Monday, June 02, 2008

June 2nd

Today was the last day of my project. I finished various bits and pieces off in my sketchbook and also printed various stills of my final film for the show. I also finished planning my board ready for the final show and presentation. I also wrote my evaluation.
Now that i've pretty much finished my project I'm very pleased with the final outcome. I think that the film achieves exactly what i said i would create in my statement of intent. Also i am proud of the film as I'v put the most effort into it i could. I now am looking forward to seeing people's reactions once they have watched it. I think that is the best bit, seeing if people like it and entertaining people! 

June 1st

Today i made the final touches to the DVD by creating the dvd cover and the disk image. I then printed all this and put the DVD box together. I used a special printer that also printed on the disk so this looked really great once all put together.
I also planned my board for the college show. 

May 31st

Today I made my DVD menu screen. I did this using Nero DVD Creator which worked really well. I was able to import the 4 files that would be on the DVD, the film, the making of, cast interviews and deleted scene. I then played around with the layout and added in a background image that i made on Adobe Photoshop. I then burned the DVD. This looked really good and professional so I am very pleased with it. 

May 30th

Today i just worked on updating my sketchbook and recording what i had done in the past few days.  

May 29th

I still wasn't happy with the quality of the video. Therefore i went back to Premier Elements and re-exported it trying various different compression types. This made no difference. I then tried exporting it into the Microsoft AVI file. This worked perfectly and the video is much better quality. I think that this is because it doesn't compress the film in such a clever way. The different compression types of a Quicktime movie were to complicated and so they didn't work as well for what i wanted. I was pleased for it to work.
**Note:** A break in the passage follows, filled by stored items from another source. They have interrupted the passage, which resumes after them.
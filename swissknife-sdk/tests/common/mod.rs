//! Shared fixtures for coordinator integration tests.

#![allow(dead_code)]

use std::sync::atomic::{AtomicUsize, Ordering};
use std::time::Duration;

use async_trait::async_trait;
use parking_lot::Mutex;
use swissknife_sdk::{Fetcher, Subscriber, SubscriberError};
use swissknife_types::{ErrorKind, FetchResult, Reading, SourceId};

/// Replies with a scripted sequence of results, repeating the last one.
#[derive(Debug)]
pub struct Scripted {
    id: SourceId,
    delay: Duration,
    script: Mutex<Vec<FetchResult>>,
    pub calls: AtomicUsize,
}

impl Scripted {
    pub fn new(id: impl Into<SourceId>, script: Vec<FetchResult>) -> Self {
        Self {
            id: id.into(),
            delay: Duration::ZERO,
            script: Mutex::new(script),
            calls: AtomicUsize::new(0),
        }
    }

    pub fn ok(id: impl Into<SourceId>, value: f64) -> Self {
        Self::new(id, vec![Reading::new(value).into()])
    }

    pub fn failing(id: impl Into<SourceId>) -> Self {
        Self::new(id, vec![FetchResult::failure(ErrorKind::HttpStatus, "503")])
    }

    pub fn with_delay(mut self, delay: Duration) -> Self {
        self.delay = delay;
        self
    }

    pub fn calls(&self) -> usize {
        self.calls.load(Ordering::SeqCst)
    }
}

#[async_trait]
impl Fetcher for Scripted {
    fn id(&self) -> &SourceId {
        &self.id
    }

    fn endpoint(&self) -> &str {
        "scripted://"
    }

    async fn fetch(&self) -> FetchResult {
        self.calls.fetch_add(1, Ordering::SeqCst);
        if !self.delay.is_zero() {
            tokio::time::sleep(self.delay).await;
        }
        let mut script = self.script.lock();
        if script.len() > 1 {
            script.remove(0)
        } else {
            script[0].clone()
        }
    }
}

/// Never answers.
#[derive(Debug)]
pub struct Hanging(pub SourceId);

#[async_trait]
impl Fetcher for Hanging {
    fn id(&self) -> &SourceId {
        &self.0
    }

    fn endpoint(&self) -> &str {
        "hanging://"
    }

    async fn fetch(&self) -> FetchResult {
        std::future::pending().await
    }
}

/// Counts refresh notifications.
#[derive(Debug, Default)]
pub struct Counter(AtomicUsize);

impl Counter {
    pub fn count(&self) -> usize {
        self.0.load(Ordering::SeqCst)
    }
}

impl Subscriber for Counter {
    fn on_refresh(&self) -> Result<(), SubscriberError> {
        self.0.fetch_add(1, Ordering::SeqCst);
        Ok(())
    }
}
impl Coordinator {
    pub fn builder() -> CoordinatorBuilder {
        CoordinatorBuilder::new()
    }

    /// Run one tick now and wait for it.
    ///
    /// Waits for any tick already in progress first.
    pub async fn refresh_now(&self) -> Result<TickReport, CoordinatorError> {
        let _serial = self.inner.tick_lock.lock().await;
        if self.state() == CoordinatorState::Stopped {
            return Err(CoordinatorError::Stopped);
        }

        let _ticking = TickingGuard::enter(&self.inner);
        let started = Instant::now();

        let results = self.fetch_all().await;
        if self.state() == CoordinatorState::Stopped {
            info!("stopped while fetching, results discarded");
            return Err(CoordinatorError::Stopped);
        }
        self.commit_and_notify(results, started)
    }

    /// Ask the running loop for an extra tick.
    ///
    /// Requests made while a tick is running collapse into one follow-up
    /// tick.
    pub fn request_refresh(&self) {
        debug!("manual refresh requested");
        self.inner.refresh.notify_one();
    }

    /// Spawn the timer loop. The first tick runs immediately.
    pub fn start(&self) -> CoordinatorHandle {
        let (stop_tx, mut stop_rx) = watch::channel(false);
        let coordinator = self.clone();
        let interval = self.inner.interval;

        info!(
            sources = self.inner.fetchers.len(),
            interval_secs = interval.as_secs_f64(),
            "starting refresh loop"
        );

        let task = tokio::spawn(async move {
            let mut timer = tokio::time::interval(interval);
            timer.set_missed_tick_behavior(MissedTickBehavior::Delay);

            loop {
                tokio::select! {
                    _ = timer.tick() => {}
                    _ = coordinator.inner.refresh.notified() => {
                        timer.reset();
                    }
                    _ = stop_rx.changed() => break,
                }

                tokio::select! {
                    report = coordinator.refresh_now() => {
                        if let Err(e) = report {
                            error!(error = %e, "tick failed");
                        }
                    }
                    _ = stop_rx.changed() => {
                        info!("shutdown during tick, results discarded");
                        break;
                    }
                }
            }

            coordinator.set_state(CoordinatorState::Stopped);
            info!("refresh loop stopped");
        });

        CoordinatorHandle { stop_tx, task }
    }

    /// The latest committed snapshot.
    pub fn snapshot(&self) -> Arc<Snapshot> {
        self.inner.store.load()
    }

    pub fn get(&self, id: &SourceId) -> Option<Entry> {
        self.inner.store.get(id)
    }

    /// A reader sharing this coordinator's snapshot.
    pub fn store(&self) -> SnapshotStore {
        self.inner.store.clone()
    }

    pub fn attach(&self, subscriber: Arc<dyn Subscriber>) -> SubscriptionId {
        self.inner.registry.attach(subscriber)
    }

    pub fn detach(&self, id: SubscriptionId) -> bool {
        self.inner.registry.detach(id)
    }

    /// A live view of one source. Unknown ids stay `Unknown`.
    pub fn data_point(&self, id: SourceId) -> DataPoint {
        DataPoint::attach(id, self.inner.store.clone(), self.inner.registry.clone())
    }

    pub fn state(&self) -> CoordinatorState {
        *self.inner.state.lock()
    }

    pub fn sources(&self) -> impl Iterator<Item = &SourceId> {
        self.inner.fetchers.iter().map(|f| f.id())
    }

    pub fn interval(&self) -> Duration {
        self.inner.interval
    }

    pub fn failure_policy(&self) -> FailurePolicy {
        self.inner.policy
    }

    fn set_state(&self, state: CoordinatorState) {
        *self.inner.state.lock() = state;
    }

    /// Fan out every fetch, then fan in in registration order.
    async fn fetch_all(&self) -> Vec<Resolved> {
        let timeout = self.inner.fetch_timeout;
        let mut set = JoinSet::new();

        for (index, fetcher) in self.inner.fetchers.iter().enumerate() {
            let fetcher = fetcher.clone();
            set.spawn(async move {
                let started = Instant::now();
                let result = match tokio::time::timeout(timeout, fetcher.fetch()).await {
                    Ok(result) => result,
                    Err(_) => {
                        warn!(source = %fetcher.id(), ?timeout, "fetch timed out");
                        fetcher.on_timeout(timeout)
                    }
                };
                (index, result, Microseconds::from(started.elapsed()))
            });
        }

        let mut slots: Vec<Option<(FetchResult, Microseconds)>> =
            (0..self.inner.fetchers.len()).map(|_| None).collect();

        while let Some(joined) = set.join_next().await {
            match joined {
                Ok((index, result, elapsed)) => slots[index] = Some((result, elapsed)),
                Err(e) => error!(error = %e, "fetch task aborted"),
            }
        }

        self.inner
            .fetchers
            .iter()
            .zip(slots)
            .map(|(fetcher, slot)| {
                let (result, elapsed) = slot.unwrap_or_else(|| {
                    (
                        FetchResult::failure(ErrorKind::Parse, "fetcher panicked"),
                        Microseconds::default(),
                    )
                });
                Resolved {
                    id: fetcher.id().clone(),
                    result,
                    elapsed,
                }
            })
            .collect()
    }

    // No await points: once results are in, commit and notify run to completion
    fn commit_and_notify(
        &self,
        results: Vec<Resolved>,
        started: Instant,
    ) -> Result<TickReport, CoordinatorError> {
        let tick = self.inner.ticks.fetch_add(1, Ordering::Relaxed) + 1;
        let succeeded = results.iter().filter(|r| r.result.is_success()).count();
        let failed = results.len() - succeeded;

        let snapshot = self.inner.store.commit(tick, results, self.inner.policy)?;
        let outcome = self.inner.registry.notify_all();
        let elapsed = started.elapsed();

        info!(
            tick,
            succeeded,
            failed,
            notified = outcome.notified,
            notify_errors = outcome.errors,
            elapsed_ms = elapsed.as_millis() as u64,
            "tick complete"
        );

        Ok(TickReport {
            tick,
            succeeded,
            failed,
            notified: outcome.notified,
            notify_errors: outcome.errors,
            elapsed,
            snapshot,
        })
    }
}
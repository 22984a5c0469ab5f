//! Header bar, status bar and help overlay.

use ratatui::{
    layout::Rect,
    style::{Modifier, Style},
    text::{Line, Span},
    widgets::{Block, Borders, Clear, Paragraph},
    Frame,
};

use crate::app::App;
use crate::data::PointStatus;

/// Render the header: overall status, counts by status, tick number.
pub fn render_header(frame: &mut Frame, app: &App, area: Rect) {
    let Some(ref data) = app.data else {
        let line = Line::from(vec![
            Span::styled(" CHILE SWISSKNIFE ", Style::default().add_modifier(Modifier::BOLD)),
            Span::raw("| Waiting for first refresh..."),
        ]);
        frame.render_widget(Paragraph::new(line), area);
        return;
    };

    let counts = data.counts();

    let overall = if counts.failing > 0 {
        PointStatus::Failing
    } else if counts.stale > 0 {
        PointStatus::Stale
    } else {
        PointStatus::Live
    };

    let dim_zero = |n: usize, status: PointStatus| {
        if n > 0 {
            Span::styled(n.to_string(), app.theme.status_style(status))
        } else {
            Span::styled("0", Style::default().add_modifier(Modifier::DIM))
        }
    };

    let line = Line::from(vec![
        Span::styled(" ● ", app.theme.status_style(overall)),
        Span::styled("CHILE SWISSKNIFE ", Style::default().add_modifier(Modifier::BOLD)),
        Span::raw("│ "),
        Span::styled(counts.live.to_string(), Style::default().fg(app.theme.live)),
        Span::raw(" live "),
        dim_zero(counts.stale, PointStatus::Stale),
        Span::raw(" stale "),
        dim_zero(counts.failing, PointStatus::Failing),
        Span::raw(" failing │ "),
        Span::styled(format!("tick {}", data.tick), Style::default().add_modifier(Modifier::BOLD)),
        Span::raw(" │ "),
        Span::styled(app.source_description().to_string(), app.theme.muted_style()),
    ]);

    frame.render_widget(Paragraph::new(line), area);
}

/// Render the status bar: age of the data, errors, available keys.
pub fn render_status_bar(frame: &mut Frame, app: &App, area: Rect) {
    if let Some(msg) = app.get_status_message() {
        let paragraph =
            Paragraph::new(format!(" {} ", msg)).style(Style::default().fg(app.theme.highlight));
        frame.render_widget(paragraph, area);
        return;
    }

    let status = if let Some(ref data) = app.data {
        let controls = if app.filter_active {
            "Type to search | Enter:apply Esc:cancel"
        } else {
            "/:search s:sort r:refresh Enter:detail ?:help q:quit"
        };
        let error = app
            .load_error
            .as_ref()
            .map(|e| format!(" | Error: {}", e))
            .unwrap_or_default();

        format!(
            " Received {:.1}s ago{} | {}",
            data.last_updated.elapsed().as_secs_f64(),
            error,
            controls,
        )
    } else if let Some(ref err) = app.load_error {
        format!(" Error: {} | q:quit r:retry", err)
    } else {
        " Loading... | q:quit".to_string()
    };

    let paragraph = Paragraph::new(status).style(Style::default().add_modifier(Modifier::DIM));
    frame.render_widget(paragraph, area);
}

/// Centered help modal listing the key bindings.
pub fn render_help(frame: &mut Frame, app: &App, area: Rect) {
    let section = |title: &'static str| {
        Line::from(vec![Span::styled(title, Style::default().add_modifier(Modifier::BOLD))])
    };

    let help_text = vec![
        Line::from(vec![Span::styled("Keyboard Shortcuts", app.theme.header)]),
        Line::from(""),
        section(" Navigation"),
        Line::from("  ↑/↓ j/k     Navigate list"),
        Line::from("  PgUp/PgDn   Jump 10 items"),
        Line::from("  Home/End    Jump to first/last"),
        Line::from("  Enter       Show detail"),
        Line::from("  Esc         Close detail / clear filter"),
        Line::from(""),
        section(" Table"),
        Line::from("  /         Start filter/search"),
        Line::from("  c         Clear filter"),
        Line::from("  s         Cycle sort column"),
        Line::from("  S         Toggle sort direction"),
        Line::from(""),
        section(" General"),
        Line::from("  r         Refresh now"),
        Line::from("  e         Export to JSON"),
        Line::from("  q         Quit"),
        Line::from(""),
        Line::from(vec![Span::styled(
            "Press any key to close",
            Style::default().add_modifier(Modifier::DIM),
        )]),
    ];

    let block = Block::default()
        .title(" Help ")
        .borders(Borders::ALL)
        .border_type(app.theme.border_type)
        .border_style(Style::default().fg(app.theme.highlight));

    let paragraph = Paragraph::new(help_text).block(block);

    let help_width = 44u16.min(area.width.saturating_sub(4));
    let help_height = 23u16.min(area.height.saturating_sub(2));
    let x = area.x + (area.width.saturating_sub(help_width)) / 2;
    let y = area.y + (area.height.saturating_sub(help_height)) / 2;
    let help_area = Rect::new(x, y, help_width, help_height);

    frame.render_widget(Clear, help_area);
    frame.render_widget(paragraph, help_area);
}
//! In-process coordinator source.
//!
//! Receives snapshots from the coordinator's channel output and forwards
//! manual refresh requests back to it.

use std::sync::Arc;

use swissknife_sdk::Coordinator;
use swissknife_types::Snapshot;
use tokio::sync::watch;

use super::DataSource;

/// A data source fed by a [`Coordinator`] running in the same process.
///
/// # Example
///
/// ```
/// use chile_swissknife::CoordinatorSource;
/// use swissknife_sdk::{Coordinator, Output};
///
/// let (output, rx) = Output::channel();
/// let coordinator = Coordinator::builder().output(output).build().unwrap();
/// let source = CoordinatorSource::new(coordinator, rx);
/// ```
#[derive(Debug)]
pub struct CoordinatorSource {
    coordinator: Coordinator,
    receiver: watch::Receiver<Arc<Snapshot>>,
    description: String,
}

impl CoordinatorSource {
    pub fn new(coordinator: Coordinator, receiver: watch::Receiver<Arc<Snapshot>>) -> Self {
        let description = format!(
            "live: {} sources every {}s",
            coordinator.sources().count(),
            coordinator.interval().as_secs()
        );
        Self {
            coordinator,
            receiver,
            description,
        }
    }

    pub fn coordinator(&self) -> &Coordinator {
        &self.coordinator
    }
}

impl DataSource for CoordinatorSource {
    fn poll(&mut self) -> Option<Arc<Snapshot>> {
        // The initial value is an empty placeholder; wait for the first tick
        if self.receiver.has_changed().unwrap_or(false) {
            Some(self.receiver.borrow_and_update().clone())
        } else {
            None
        }
    }

    fn description(&self) -> &str {
        &self.description
    }

    fn error(&self) -> Option<&str> {
        None
    }

    fn request_refresh(&self) -> bool {
        self.coordinator.request_refresh();
        true
    }
}
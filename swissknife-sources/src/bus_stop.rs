//! Bus arrivals for one Red (Santiago public transit) stop.
//!
//! A stop that cannot be read is reported as a stop with no observable
//! buses: the fetch still succeeds with a zero count and the reason is kept
//! in the `error` attribute.

use std::time::Duration;

use async_trait::async_trait;
use tracing::warn;

use swissknife_types::{FetchResult, Reading, SourceId};

use crate::{Fetcher, FetchError, HttpClient};

const DEFAULT_BASE_URL: &str = "https://api.xor.cl";

/// Fetcher for the arrivals at one bus stop.
#[derive(Debug, Clone)]
pub struct BusStopFetcher {
    client: HttpClient,
    stop_id: String,
    id: SourceId,
    url: String,
}

impl BusStopFetcher {
    pub fn new(client: HttpClient, stop_id: impl Into<String>) -> Self {
        let stop_id = stop_id.into();
        Self {
            client,
            id: SourceId::transit_stop(&stop_id),
            url: stop_url(DEFAULT_BASE_URL, &stop_id),
            stop_id,
        }
    }

    pub fn with_base_url(mut self, base_url: &str) -> Self {
        self.url = stop_url(base_url, &self.stop_id);
        self
    }

    pub fn stop_id(&self) -> &str {
        &self.stop_id
    }
}

#[async_trait]
impl Fetcher for BusStopFetcher {
    fn id(&self) -> &SourceId {
        &self.id
    }

    fn endpoint(&self) -> &str {
        &self.url
    }

    async fn fetch(&self) -> FetchResult {
        let outcome = match self.client.get_json(&self.url).await {
            Ok(body) => parse_arrivals(&self.stop_id, body),
            Err(e) => Err(e),
        };

        match outcome {
            Ok(reading) => FetchResult::Success(reading),
            Err(e) => {
                warn!(source = %self.id, error = %e, "bus stop unavailable, reporting no buses");
                FetchResult::Success(no_buses(&self.stop_id, &e))
            }
        }
    }

    /// A stop that outlasts the coordinator's patience has no buses either.
    fn on_timeout(&self, _after: Duration) -> FetchResult {
        FetchResult::Success(no_buses(&self.stop_id, &FetchError::Timeout))
    }
}

/// Count the `buses` list and keep the payload as attributes.
pub(crate) fn parse_arrivals(stop_id: &str, body: serde_json::Value) -> Result<Reading, FetchError> {
    let serde_json::Value::Object(fields) = body else {
        return Err(FetchError::Parse("bus stop payload is not an object".to_string()));
    };

    let count = fields
        .get("buses")
        .and_then(|b| b.as_array())
        .map_or(0, |b| b.len());

    let mut reading = Reading::new(count);
    reading.attributes.extend(fields);
    reading
        .attributes
        .entry("stop_id".to_string())
        .or_insert_with(|| stop_id.into());
    Ok(reading)
}

fn no_buses(stop_id: &str, err: &FetchError) -> Reading {
    Reading::new(0usize)
        .with_attribute("stop_id", stop_id)
        .with_attribute("buses", serde_json::Value::Array(Vec::new()))
        .with_attribute("error", err.to_string())
}

fn stop_url(base_url: &str, stop_id: &str) -> String {
    match reqwest::Url::parse(base_url) {
        Ok(mut url) => {
            if let Ok(mut segments) = url.path_segments_mut() {
                segments.pop_if_empty().extend(["red", "bus-stop", stop_id]);
            }
            url.to_string()
        }
        // Unparseable base: the request fails and the stop reads as no buses
        Err(_) => format!("{}/red/bus-stop/{}", base_url.trim_end_matches('/'), stop_id),
    }
}
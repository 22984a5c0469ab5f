//! Exchange rates from the mindicador.cl indicator API.
//!
//! Both the dollar and the UF endpoints return the same shape: indicator
//! metadata plus a newest-first `serie` of dated values.
//!
//! ```json
//! {"codigo":"dolar","nombre":"Dólar observado","unidad_medida":"Pesos",
//!  "serie":[{"fecha":"2024-01-01T03:00:00.000Z","valor":950.5}]}
//! ```

use async_trait::async_trait;

use swissknife_types::{FetchResult, Reading, SourceId};

use crate::{into_result, Fetcher, FetchError, HttpClient};

const DEFAULT_BASE_URL: &str = "https://mindicador.cl";

/// Which mindicador indicator to poll.
#[derive(Debug, Clone, Copy, PartialEq, Eq)]
pub enum Indicator {
    /// US dollar in Chilean pesos.
    Dollar,
    /// Unidad de Fomento in Chilean pesos.
    Uf,
}

impl Indicator {
    fn path(&self) -> &'static str {
        match self {
            Indicator::Dollar => "/api/dolar",
            Indicator::Uf => "/api/uf",
        }
    }

    fn source_id(&self) -> SourceId {
        match self {
            Indicator::Dollar => SourceId::currency_usd(),
            Indicator::Uf => SourceId::currency_uf(),
        }
    }
}

/// Fetcher for one mindicador exchange-rate series.
#[derive(Debug, Clone)]
pub struct CurrencyFetcher {
    client: HttpClient,
    indicator: Indicator,
    id: SourceId,
    url: String,
}

impl CurrencyFetcher {
    pub fn new(client: HttpClient, indicator: Indicator) -> Self {
        Self {
            client,
            indicator,
            id: indicator.source_id(),
            url: format!("{}{}", DEFAULT_BASE_URL, indicator.path()),
        }
    }

    /// USD to CLP.
    pub fn usd(client: HttpClient) -> Self {
        Self::new(client, Indicator::Dollar)
    }

    /// UF to CLP.
    pub fn uf(client: HttpClient) -> Self {
        Self::new(client, Indicator::Uf)
    }

    /// Point the fetcher at another host (e.g. a mirror or a test server).
    pub fn with_base_url(mut self, base_url: &str) -> Self {
        self.url = format!("{}{}", base_url.trim_end_matches('/'), self.indicator.path());
        self
    }

    pub fn indicator(&self) -> Indicator {
        self.indicator
    }
}

#[async_trait]
impl Fetcher for CurrencyFetcher {
    fn id(&self) -> &SourceId {
        &self.id
    }

    fn endpoint(&self) -> &str {
        &self.url
    }

    async fn fetch(&self) -> FetchResult {
        let outcome = match self.client.get_json(&self.url).await {
            Ok(body) => parse_indicator(body),
            Err(e) => Err(e),
        };
        into_result(&self.id, outcome)
    }
}

/// Take the newest rate of the series.
///
/// Only `serie[0]` is read; older points and malformed metadata are ignored.
pub(crate) fn parse_indicator(body: serde_json::Value) -> Result<Reading, FetchError> {
    let latest = body
        .get("serie")
        .and_then(|serie| serie.as_array())
        .and_then(|serie| serie.first())
        .ok_or_else(|| FetchError::Empty("indicator series is empty".to_string()))?;

    let rate = match latest.get("valor") {
        Some(valor) => valor
            .as_f64()
            .ok_or_else(|| FetchError::Parse(format!("latest `valor` is not a number: {}", valor)))?,
        None => return Err(FetchError::Parse("latest series point has no `valor`".to_string())),
    };

    let mut reading = Reading::new(rate);
    let text = |value: &serde_json::Value, key: &str| {
        value.get(key).and_then(|v| v.as_str()).map(str::to_string)
    };
    if let Some(date) = text(latest, "fecha") {
        reading = reading.with_attribute("date", date);
    }
    for (key, attribute) in [("codigo", "code"), ("nombre", "name"), ("unidad_medida", "unit")] {
        if let Some(value) = text(&body, key) {
            reading = reading.with_attribute(attribute, value);
        }
    }
    Ok(reading)
}
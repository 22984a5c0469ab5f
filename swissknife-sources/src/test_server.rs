//! Canned-response HTTP servers for exercising fetchers without the real
//! upstreams.
//!
//! Enabled by the `test-util` feature.
//!
//! ```rust,no_run
//! use swissknife_sources::{test_server, CurrencyFetcher, Fetcher, HttpClient};
//!
//! # async fn example() {
//! let base = test_server::serve(200, r#"{"serie":[{"valor":950.5}]}"#).await;
//! let usd = CurrencyFetcher::usd(HttpClient::new().unwrap()).with_base_url(&base);
//! assert!(usd.fetch().await.is_success());
//! # }
//! ```

use std::convert::Infallible;
use std::net::SocketAddr;

use http_body_util::Full;
use hyper::body::Bytes;
use hyper::server::conn::http1;
use hyper::service::service_fn;
use hyper::{Request, Response, StatusCode};
use hyper_util::rt::TokioIo;
use tokio::net::TcpListener;

#[derive(Debug, Clone)]
enum Reply {
    Canned { status: StatusCode, body: Bytes },
    Hang,
}

/// Serve `body` as JSON with `status` to every request. Returns the base URL.
pub async fn serve(status: u16, body: impl Into<String>) -> String {
    let status = StatusCode::from_u16(status).expect("valid status code");
    spawn(Reply::Canned {
        status,
        body: Bytes::from(body.into()),
    })
    .await
}

/// Accept requests and never answer them.
pub async fn serve_hanging() -> String {
    spawn(Reply::Hang).await
}

/// A base URL nothing listens on.
pub async fn refused() -> String {
    let listener = bind().await;
    let addr = local_addr(&listener);
    drop(listener);
    format!("http://{}", addr)
}

async fn bind() -> TcpListener {
    TcpListener::bind("127.0.0.1:0")
        .await
        .expect("bind loopback listener")
}

fn local_addr(listener: &TcpListener) -> SocketAddr {
    listener.local_addr().expect("listener address")
}

async fn spawn(reply: Reply) -> String {
    let listener = bind().await;
    let addr = local_addr(&listener);

    tokio::spawn(async move {
        while let Ok((stream, _)) = listener.accept().await {
            let io = TokioIo::new(stream);
            let reply = reply.clone();

            tokio::spawn(async move {
                let service = service_fn(move |_req: Request<hyper::body::Incoming>| {
                    let reply = reply.clone();
                    async move { answer(reply).await }
                });

                // Clients hanging up mid-request are expected here
                let _ = http1::Builder::new().serve_connection(io, service).await;
            });
        }
    });

    format!("http://{}", addr)
}

async fn answer(reply: Reply) -> Result<Response<Full<Bytes>>, Infallible> {
    match reply {
        Reply::Canned { status, body } => Ok(Response::builder()
            .status(status)
            .header("Content-Type", "application/json")
            .body(Full::new(body))
            .expect("static response parts")),
        Reply::Hang => std::future::pending().await,
    }
}
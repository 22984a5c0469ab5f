//! Fetch latency representation.
//!
//! Latencies are stored as whole microseconds so that exported snapshots
//! carry a plain integer rather than a structured duration.

use std::time::Duration;

/// Duration in microseconds, used for the time a single fetch took.
#[derive(
    Debug, Clone, Copy, PartialEq, Eq, PartialOrd, Ord, Hash, Default, serde::Serialize, serde::Deserialize,
)]
#[serde(transparent)]
pub struct Microseconds(pub u64);

impl Microseconds {
    /// Create from microseconds.
    pub const fn from_micros(micros: u64) -> Self {
        Self(micros)
    }

    /// Create from milliseconds.
    pub const fn from_millis(millis: u64) -> Self {
        Self(millis * 1000)
    }

    /// Get the value in microseconds.
    pub const fn as_micros(&self) -> u64 {
        self.0
    }

    /// Get the value in milliseconds (truncated).
    pub const fn as_millis(&self) -> u64 {
        self.0 / 1000
    }

    /// Convert to a standard Duration.
    pub const fn to_duration(&self) -> Duration {
        Duration::from_micros(self.0)
    }
}

impl From<Duration> for Microseconds {
    fn from(d: Duration) -> Self {
        // Saturate rather than wrap for absurdly long fetches
        Self(u64::try_from(d.as_micros()).unwrap_or(u64::MAX))
    }
}

impl From<Microseconds> for Duration {
    fn from(m: Microseconds) -> Self {
        m.to_duration()
    }
}

/// Milliseconds since the Unix epoch, as stamped on snapshots and entries.
pub fn now_ms() -> u64 {
    use std::time::{SystemTime, UNIX_EPOCH};
    SystemTime::now()
        .duration_since(UNIX_EPOCH)
        .map(|d| d.as_millis() as u64)
        .unwrap_or(0)
}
The reason i had been using quicktime movies was so that they would work on college's Apple Macs. This was something that maybe i shouldn't have done from the start and just kept to one operating system. 

May 28th

Today i started on the extras of the DVD. I cut together and exported the cast interviews and the deleted scene which was really quick and simple to do. 
I then made a start on the Making Of section of the DVD. I made this on Premier Elements once more by importing various pictures and scans of my sketchbook along with clips of tests and inspirations. This was a long process and took me a while. Once i had all the video footage cut together i then recorded myself narrating about it. I did this simply on the sound recorder on the computer and used a microphone to record myself. This was odd speaking to a computer but worked really well. I then put all this narration onto the video and image clips and exported the whole file. 

May 27th

Today i added the glow to the final movie. I used Adobe After Effects to do this and a plug-in by sapphire. This plug-in allowed me to add the kind of glow that i wanted to add. I added the glow and this was really successful and made the film look a lot more professional and finished. I then exported this. However when i exported this i found that the quality was poor and a couple of the animations had the same problem that they had weeks ago! Therefore i imported the video back into Adobe Premier Elements and then cut out these two animations that were wrong. On After Effects i then added the same glow to just these two animation scenes and imported the new scenes back into Elements into the final cut. This worked well and solved the problem but was a long and frustrating process!
When i exported the video once more i really wasn't happy with the quality of it and also the tune at the end. Therefore i went in search of a new tune to put on the end credits. I found a tune on the Internet that was much better and so i used this instead for the credits.